One day, I got dropped off at the school gate as usual, and my mom sped off to work. To my horror, when I went to my classroom, there was nobody there. I finally found a teacher that informed me that Edelle has died at the weekend and the whole class and our teacher were at her funeral. Apparently it was kidney failure. Apparently my best friends mom had babysat Edelle’s siblings while her parents were with her at the hospital. Apparently nobody had thought of telling my mom, we were so far out of the loop, so far from anyone’s thoughts. Apparently the whole class had lined up outside the church and formed a Gaurd of Honour. Except me. 

I got through that day somehow. I was put into another class for the day, as obviously my mother could not be reached in the era before mobile homes. I got through it. But the feeling of isolation, the feeling of big stuff happening without my knowledge, the feeling of being out of the loop, has never left me. 

Edelle was very much loved by everybody. She had lots of friends. And due to her visible disability, a lot of accommodations were made for her. She was included in every aspect of school life. Which is brilliant. 

But a part of me is very sad.

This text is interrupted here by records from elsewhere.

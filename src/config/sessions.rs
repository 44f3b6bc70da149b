//! Assessment session retention configuration

use serde::Deserialize;
use std::time::Duration;

use super::error::ValidationError;

/// Limits on how long and how many sessions are kept in memory.
#[derive(Debug, Clone, Deserialize)]
pub struct SessionConfig {
    /// Sessions not updated for this many seconds are purged
    #[serde(default = "default_idle_ttl")]
    pub idle_ttl_secs: u64,

    /// Seconds between purge sweeps
    #[serde(default = "default_sweep_interval")]
    pub sweep_interval_secs: u64,

    /// Sessions held at once; the least recently updated is evicted beyond this
    #[serde(default = "default_max_sessions")]
    pub max_sessions: usize,
}

impl SessionConfig {
    pub fn idle_ttl(&self) -> Duration {
        Duration::from_secs(self.idle_ttl_secs)
    }

    pub fn sweep_interval(&self) -> Duration {
        Duration::from_secs(self.sweep_interval_secs)
    }

    /// Validate session configuration
    pub fn validate(&self) -> Result<(), ValidationError> {
        if self.idle_ttl_secs == 0 {
            return Err(ValidationError::InvalidSessionTtl);
        }
        if self.sweep_interval_secs == 0 || self.sweep_interval_secs > self.idle_ttl_secs {
            return Err(ValidationError::InvalidSweepInterval);
        }
        if self.max_sessions == 0 {
            return Err(ValidationError::InvalidSessionCapacity);
        }
        Ok(())
    }
}

impl Default for SessionConfig {
    fn default() -> Self {
        Self {
            idle_ttl_secs: default_idle_ttl(),
            sweep_interval_secs: default_sweep_interval(),
            max_sessions: default_max_sessions(),
        }
    }
}

fn default_idle_ttl() -> u64 {
    3600
}

fn default_sweep_interval() -> u64 {
    60
}

fn default_max_sessions() -> usize {
    10_000
}
//! Round State
//!
//! The game keeps exactly one round record. It is reset in place when a
//! round closes; no history is retained beyond the counter.

use anchor_lang::prelude::*;

/// The single active round (singleton PDA)
///
/// Seeds: ["round"]
#[account]
#[derive(InitSpace)]
pub struct Round {
    /// 1-based round counter; bumped every time a round closes
    pub round_number: u64,

    /// Net-of-fee contributions accumulated this round
    pub pool_amount: u64,

    /// Most recent successful feeder, the identity positioned to win.
    /// `Pubkey::default()` before the first feed of a round.
    pub last_feeder: Pubkey,

    /// Deadline after which the round is closable; 0 until the first feed
    pub timer_end_time: i64,

    /// True from the first feed until the round closes
    pub is_active: bool,

    /// PDA bump seed
    pub bump: u8,
}

impl Round {
    pub const SEED: &'static [u8] = b"round";

    /// True once the deadline has passed for an active round.
    pub fn is_expired(&self, now: i64) -> bool {
        self.is_active && now >= self.timer_end_time
    }

    /// Seconds until the deadline; 0 before the round starts and once the
    /// deadline has passed.
    pub fn time_remaining(&self, now: i64) -> u64 {
        if !self.is_active {
            return 0;
        }
        self.timer_end_time.saturating_sub(now).max(0) as u64
    }

    /// Reset to a fresh, not-yet-started round and bump the counter.
    /// Callers settle the payout; this only rewrites state.
    pub fn reset_for_next(&mut self) {
        self.round_number += 1;
        self.pool_amount = 0;
        self.last_feeder = Pubkey::default();
        self.timer_end_time = 0;
        self.is_active = false;
    }
}

/// Read-only snapshot returned by `get_current_round_info`.
#[derive(AnchorSerialize, AnchorDeserialize, Clone, Debug, PartialEq, Eq)]
pub struct RoundInfo {
    pub round_number: u64,
    pub pool_amount: u64,
    pub last_feeder: Pubkey,
    pub timer_end_time: i64,
    pub is_active: bool,
}

impl From<&Round> for RoundInfo {
    fn from(round: &Round) -> Self {
        RoundInfo {
            round_number: round.round_number,
            pool_amount: round.pool_amount,
            last_feeder: round.last_feeder,
            timer_end_time: round.timer_end_time,
            is_active: round.is_active,
        }
    }
}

Sad that my invisible disability meant that the same level of inclusion was not for me. Sad that my problems got missed for so long. Sad that there wasn’t the same level of understanding. 

So, today, I grieve for that bewildered little girl, standing on her own in an empty classroom, not knowing what the hell is going on. Something inside her died that day, the day she realised that nobody in the school actually cared that much about her. Cared enough to think of her. And that, that is one memory that stands out from my primary school days. 

[image of a kneeling, praying cherub statue. In the background is a coffin draped with roses. Behind that and out of focus, is part of a grieving lady in a dark suit.]